Mixedrealitytoolkit-unity: Are these instances of hiding parameters intentional?

Created on 12 Sep 2016  路  9Comments  路  Source: microsoft/MixedRealityToolkit-Unity

There are various locations where a parameter hides a field or property on the same class or its base. This primarily happens in the spatial mapping section but it is unclear if these are intentional?

For example, in ObjectSurfaceObserver, you have:

 public class ObjectSurfaceObserver : SpatialMappingSource 
{
    [Tooltip("The room model to use when loading meshes in Unity.")]
    public GameObject roomModel;

    public void Load(GameObject roomModel) 
    {
        if (roomModel == null) {
    //more code

ObjectSurfaceObserver
line 31, 49, 65
FileSurfaceObserver
line 42, 58
SpatialMappingManager
line 158, 163, 251, 254
SpatialMappingObserver
line 193, 259
SpatialMappingSource
line 85
PlaneFinding
line 300
RemoveSurfaceVertices
line 217
SurfacePlanes
line 191
ActiveEvent
line 106
SpatialUnderstandingDll
line 275
DirectIndicator
line 84

Most helpful comment

@jwittner,
No, actually that's a great suggestion for getting around the public vs private issue. It still masks the fact that it's a field being exposed on the Editor which may/may-not be updatable via runtime, but should help minimize complaints by style tools. I'll start looking though our code (starting with SpatialMapping) and update as appropriate.
Thanks!
~Angela

All 9 comments

Yes, most cases are intentional. Ideally, the field would be private, but Unity does not allow private fields or properties to be exposed in the Editor. Because of this, we are unable to follow the design pattern for Properties completely, since we still want to be able to set the initial values for some of the fields in the Editor.

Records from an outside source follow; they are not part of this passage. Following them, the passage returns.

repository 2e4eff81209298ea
//! Server module: dispatcher, HTTP handlers, routes and the server builder
//!
//! The dispatcher holds the order semantics; everything else here adapts it
//! to axum.

pub mod builder;
pub mod dispatcher;
pub mod handlers;
pub mod router;

pub use builder::ServerBuilder;
pub use dispatcher::{Clock, DELETE_CONFIRMATION, OrderDispatcher};
pub use router::{build_app, build_health_routes, build_order_routes};
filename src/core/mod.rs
//! Core module containing the order entity, its validation and the store contract

pub mod error;
pub mod extractors;
pub mod order;
pub mod store;
pub mod validation;

pub use error::{ErrorResponse, OrderError};
pub use extractors::{OrderIdPath, OrderJson};
pub use order::{Order, OrderId, OrderPayload, OrderRecord, ValidFields};
pub use store::OrderStore;
pub use validation::FieldViolation;
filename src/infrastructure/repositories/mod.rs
// src/infrastructure/repositories/mod.rs
mod sqlite_article;

pub use sqlite_article::SqliteArticleRepository;
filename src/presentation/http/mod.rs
pub mod controllers;
pub mod error;
pub mod routes;
pub mod state;
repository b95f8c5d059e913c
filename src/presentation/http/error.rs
use crate::application::{ApplicationResult, error::ApplicationError};
use crate::domain::errors::DomainError;
use axum::{
    Json,
    extract::rejection::JsonRejection,
    http::StatusCode,
    response::{IntoResponse, Response},
};
use serde::Serialize;

#[derive(Debug)]
pub struct HttpError {
    status: StatusCode,
    message: String,
}

impl HttpError {
    pub fn from_error(err: ApplicationError) -> Self {
        match err {
            ApplicationError::Validation(msg) => Self::new(StatusCode::BAD_REQUEST, msg),
            ApplicationError::NotFound(msg) => Self::new(StatusCode::NOT_FOUND, msg),
            ApplicationError::Domain(domain_err) => match domain_err {
                DomainError::Validation(msg) => Self::new(StatusCode::BAD_REQUEST, msg),
                DomainError::NotFound(msg) => Self::new(StatusCode::NOT_FOUND, msg),
                DomainError::Persistence(msg) => Self::internal(&msg),
            },
        }
    }

    fn new(status: StatusCode, message: String) -> Self {
        Self { status, message }
    }

    // Store failures are logged with their detail but never echoed to the
    // client; the response body carries a generic message only.
    fn internal(detail: &str) -> Self {
        tracing::error!(error = %detail, "persistence failure");
        Self {
            status: StatusCode::INTERNAL_SERVER_ERROR,
            message: "internal server error".into(),
        }
    }
}

// Malformed request bodies (invalid JSON, wrong shape) are validation
// failures on this API: always 400 with a message, never axum's default 422.
impl From<JsonRejection> for HttpError {
    fn from(rejection: JsonRejection) -> Self {
        Self::new(StatusCode::BAD_REQUEST, rejection.body_text())
    }
}

impl IntoResponse for HttpError {
    fn into_response(self) -> Response {
        let payload = ErrorBody {
            error: self
                .status
                .canonical_reason()
                .unwrap_or("error")
                .to_string(),
            message: self.message,
        };
        (self.status, Json(payload)).into_response()
    }
}

#[derive(Serialize)]
struct ErrorBody {
    error: String,
    message: String,
}

pub type HttpResult<T> = Result<T, HttpError>;

pub trait IntoHttpResult<T> {
    fn into_http(self) -> HttpResult<T>;
}

impl<T> IntoHttpResult<T> for ApplicationResult<T> {
    fn into_http(self) -> HttpResult<T> {
        self.map_err(HttpError::from_error)
    }
}
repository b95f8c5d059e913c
// src/application/commands/articles/mod.rs
mod create;
mod delete;
mod line_items;
mod service;

pub use create::{CreateArticleCommand, LineItemInput};
pub use delete::DeleteArticleCommand;
pub use line_items::{RemoveLineItemCommand, UpdateLineItemCommand, UpsertLineItemsCommand};
pub use service::ArticleCommandService;
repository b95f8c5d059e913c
use sqlx::{
    SqlitePool,
    sqlite::{SqliteConnectOptions, SqliteJournalMode, SqlitePoolOptions},
};
use std::{str::FromStr, time::Duration};

/// Open the article store. WAL keeps list reads from blocking behind the
/// read-modify-write save path; the busy timeout covers contention on
/// SQLite's single writer lock.
pub async fn init_pool(database_url: &str) -> Result<SqlitePool, sqlx::Error> {
    let options = SqliteConnectOptions::from_str(database_url)?
        .journal_mode(SqliteJournalMode::Wal)
        .busy_timeout(Duration::from_secs(5));

    SqlitePoolOptions::new()
        .max_connections(4)
        .connect_with(options)
        .await
}

pub async fn run_migrations(pool: &SqlitePool) -> Result<(), sqlx::migrate::MigrateError> {
    sqlx::migrate!("./migrations").run(pool).await
}

#[cfg(test)]
mod tests {
    use super::*;

    #[tokio::test]
    async fn init_pool_applies_wal_and_runs_migrations() {
        let path = std::env::temp_dir().join(format!(
            "aura-core-db-test-{}.db",
            std::process::id()
        ));
        let url = format!("sqlite://{}?mode=rwc", path.display());

        let pool = init_pool(&url).await.expect("open pool");

        let mode: String = sqlx::query_scalar("PRAGMA journal_mode")
            .fetch_one(&pool)
            .await
            .expect("read journal_mode");
        assert_eq!(mode.to_lowercase(), "wal");

        run_migrations(&pool).await.expect("run migrations");
        let count: i64 = sqlx::query_scalar("SELECT COUNT(*) FROM articles")
            .fetch_one(&pool)
            .await
            .expect("articles table exists");
        assert_eq!(count, 0);

        pool.close().await;
        for suffix in ["", "-wal", "-shm"] {
            let _ = std::fs::remove_file(format!("{}{}", path.display(), suffix));
        }
    }
}
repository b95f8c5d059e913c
pub mod http;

Properties are the preferred approach to get/set fields from another class, and they also save us from having to add a lot of code to the update loop (which could potentially slow your app down).

Are there any particular fields/properties that are causing issues? It might be a little confusing if you're trying to directly access/update a field during runtime. In general, we use the public field for initialization in the Editor, and the Property for run-time updating.

No specific issues encountered, just wanted to make sure I wasn't missing something with the conflicts between Unity naming requirements / conventions and usual .NET practices. And so I can tell Resharper to calm down.

Thanks!.

Thanks @genereddick,
Yeah, our styelcop tool was not very happy about the fields being public either. Alas, until Unity supports exposing Properties in the Editor, we have to break with convention :(

Out of curiosity, is there any reason not to use the SerializeField attribute to expose the private fields to the editor?

Docs here:
https://docs.unity3d.com/ScriptReference/SerializeField.html
https://unity3d.com/learn/tutorials/topics/tips/show-private-variables-inspector

@jwittner,
No, actually that's a great suggestion for getting around the public vs private issue. It still masks the fact that it's a field being exposed on the Editor which may/may-not be updatable via runtime, but should help minimize complaints by style tools. I'll start looking though our code (starting with SpatialMapping) and update as appropriate.
Thanks!
~Angela

@HodgsonSDAS Was this completely fixed by #403?

For the most part. I think we can close it and fix any we run across.

There were a few that couldn't be fixed easily and hiding is intentional.